Subarachnoid Block for a Patient with Progressive Chronic Inflammatory Demyelinating Polyneuropathy

Joy E. Schabel, MD

Department of Anesthesiology, State University of New York at Stony Brook, Stony Brook, New York

Address correspondence and reprint requests to Joy E. Schabel, MD, Department of Anesthesiology, State University of New York at Stony Brook, Stony Brook, New York 11794-8480.

 

Abstract

IMPLICATIONS: We report a case of successful administration of a spinal anesthetic to a patient with progressive chronic inflammatory demyelinating polyneuropathy (CIDP). There have been no reports of regional anesthetic management of patients with CIDP.

Chronic inflammatory demyelinating polyneuropathy (CIDP), first described by Dyck et al. (1) in 1975, is a polyneuropathy characterized by slowly progressive, symmetrical limb weakness, widespread areflexia, and loss of large-fiber (vibratory) sensibility of at least 2 mo duration (2). Sensory symptoms present as paresthesias and numbness. Weakness of the respiratory muscles can occur, requiring mechanical ventilation. There have been no reports of regional anesthetic management of patients with CIDP. We discuss successful administration of a spinal anesthetic to a patient with progressive CIDP undergoing cesarean delivery.

Case Report

A 31-yr-old G3P1 woman at 36-wk gestation presented for urgent cesarean delivery because of rapidly progressive CIDP. The patient was first diagnosed with CIDP at 33-wk gestation when she presented to the neurology clinic with a 5-mo history of progressive leg weakness. This resulted in significant gait difficulty. She denied any sensory symptoms. Extensive laboratory work-up revealed mild vitamin B12 deficiency. Vitamin B12 supplementation was begun and the patient’s weakness improved. Spinal magnetic resonance imaging and lumbar puncture were deferred until after delivery. Nerve conduction studies indicated an acquired demyelinating neuropathy. Hematological work-up for secondary causes from systemic disease, such as human immunodeficiency virus, monoclonal gammopathy, cytomegalovirus, chronic active hepatitis, Lyme disease, systemic lupus erythematosus, cryoglobulinemia, multiple myeloma, thyroid disease, diabetes mellitus, and neurosyphilis was negative. The 5-mo time course of weakness progression, absence of an antecedent viral infection or event, and absence of autonomic dysfunction made the diagnosis of acute Guillain-Barre Syndrome (GBS) or Recurrent GBS unlikely.

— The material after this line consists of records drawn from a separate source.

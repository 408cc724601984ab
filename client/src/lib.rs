//! # givemap-client
//!
//! Leptos + WASM frontend for the givebox map.
//!
//! This crate contains the map page, its components, the browser gateway and
//! the Leptos session that drives the `givemap` view engine. The map widget is
//! Leaflet, bridged through `util::leaflet`.

pub mod app;
pub mod components;
pub mod net;
pub mod pages;
pub mod state;
pub mod util;

#[cfg(feature = "csr")]
#[wasm_bindgen::prelude::wasm_bindgen(start)]
pub fn start() {
    console_error_panic_hook::set_once();
    if let Err(err) = console_log::init_with_level(log::Level::Info) {
        web_sys::console::warn_1(&format!("console logger unavailable: {err}").into());
    }
    leptos::mount::mount_to_body(app::App);
}
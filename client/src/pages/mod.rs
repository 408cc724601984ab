//! Page modules for route-level screens.
//!
//! ARCHITECTURE
//! ============
//! Each page owns route-scoped orchestration and delegates rendering details
//! to `components`.

pub mod map;
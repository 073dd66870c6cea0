//! Storage port traits
//!
//! These traits define the interface for rating persistence.
//! Implementations are provided by adapters (in-memory, PostgreSQL).
//!
//! Reads go through `RatingRepository` and `AggregateRepository` and never
//! mutate. Every write goes through a `StoreTransaction` opened by
//! `RatingStore::begin`, which covers both the rating record and the
//! aggregate of one entity so the two can never drift apart.

use async_trait::async_trait;

use crate::domain::entities::{
    AggregateDelta, EntityAggregate, EntityId, RaterId, RatingRecord, UpsertOutcome,
};
use crate::error::DomainError;

/// Read access to individual rating records
#[async_trait]
pub trait RatingRepository: Send + Sync {
    /// Point lookup by (entity, rater)
    async fn find_rating(
        &self,
        entity_id: &EntityId,
        rater_id: &RaterId,
    ) -> Result<Option<RatingRecord>, DomainError>;

    /// All live ratings of one entity, without touching other entities
    async fn list_ratings(&self, entity_id: &EntityId) -> Result<Vec<RatingRecord>, DomainError>;
}

/// Read access to per-entity aggregates
///
/// Each returned aggregate is read as one unit; sum and count always come
/// from the same committed mutation.
#[async_trait]
pub trait AggregateRepository: Send + Sync {
    /// Aggregate of one entity, `None` if the entity is not registered
    async fn find_aggregate(
        &self,
        entity_id: &EntityId,
    ) -> Result<Option<EntityAggregate>, DomainError>;

    /// Aggregates of every registered entity, ordered by entity id
    async fn list_aggregates(&self) -> Result<Vec<EntityAggregate>, DomainError>;
}

/// Entity bootstrap, kept apart from the rating write path
#[async_trait]
pub trait EntityRegistry: Send + Sync {
    /// Register an entity with an empty aggregate. Returns false if it
    /// already existed, in which case its aggregate is left untouched.
    async fn register_entity(&self, entity_id: &EntityId) -> Result<bool, DomainError>;

    async fn entity_exists(&self, entity_id: &EntityId) -> Result<bool, DomainError>;
}

/// One atomic unit of work over a single entity's ratings and aggregate.
///
/// Nothing is visible to readers until `commit`. Dropping the transaction
/// without committing discards every staged change.
#[async_trait]
pub trait StoreTransaction: Send {
    fn entity_id(&self) -> &EntityId;

    /// Current value of a rater's rating as seen inside this transaction
    async fn current_rating(&mut self, rater_id: &RaterId) -> Result<Option<i32>, DomainError>;

    /// Insert or replace a rating, reporting the prior value if any
    async fn upsert_rating(
        &mut self,
        rater_id: &RaterId,
        value: i32,
    ) -> Result<UpsertOutcome, DomainError>;

    /// Delete a rating, returning the deleted value if it existed
    async fn delete_rating(&mut self, rater_id: &RaterId) -> Result<Option<i32>, DomainError>;

    /// Apply a delta to the entity's aggregate and return the result.
    /// A delta that would drive the count below zero fails with
    /// `InternalInconsistency` and changes nothing.
    async fn apply_delta(&mut self, delta: AggregateDelta)
        -> Result<EntityAggregate, DomainError>;

    async fn commit(self) -> Result<(), DomainError>;

    async fn rollback(self) -> Result<(), DomainError>;
}

/// Durable storage for ratings and aggregates
#[async_trait]
pub trait RatingStore: RatingRepository + AggregateRepository {
    type Tx: StoreTransaction;

    /// Open a transaction scoped to `entity_id`.
    ///
    /// Fails with `UnknownEntity` if the entity is not registered and with
    /// `Conflict` if the entity's write scope cannot be acquired in time.
    /// Transactions on different entities never wait on each other.
    async fn begin(&self, entity_id: &EntityId) -> Result<Self::Tx, DomainError>;
}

The patient’s weakness continued to improve over the next 17 days. On day 18, she began having left arm numbness and tingling in a C8 distribution. She denied any speech, visual, swallowing, breathing, bowel, or bladder disturbances. The patient’s neurologist believed that the new upper extremity paresthesias predicted a rapid deterioration to possible respiratory weakness and ventilator dependency. An urgent cesarean delivery was recommended.

On arrival to the obstetric suite, the patient’s chief complaints were left arm paresthesias and leg weakness. She denied any significant past medical, surgical or family history. Her medications were vitamin B12. The patient was 160 cm tall and weighed 70 kg. She had no respiratory complaints. Physical examination was unremarkable except for the neurological examination, which revealed mild weakness (5-/5) of the orbicular oculi bilaterally, mild weakness (5-/5) of neck flexors, and weakness (4/5) of bilateral leg flexors, extensors, adductors, and abductors. Sensation was intact to light touch and pinprick. Vibration sense was decreased in both feet. Deep tendon reflexes were 2/2 throughout. Bilateral ankle jerks were absent. Her gait was ataxic. The Romberg test was negative. Baseline negative inspiratory force was >−60 mm Hg and vital capacity was 4.3 L. The patient refused IV steroid administration that was recommended by the neurologist.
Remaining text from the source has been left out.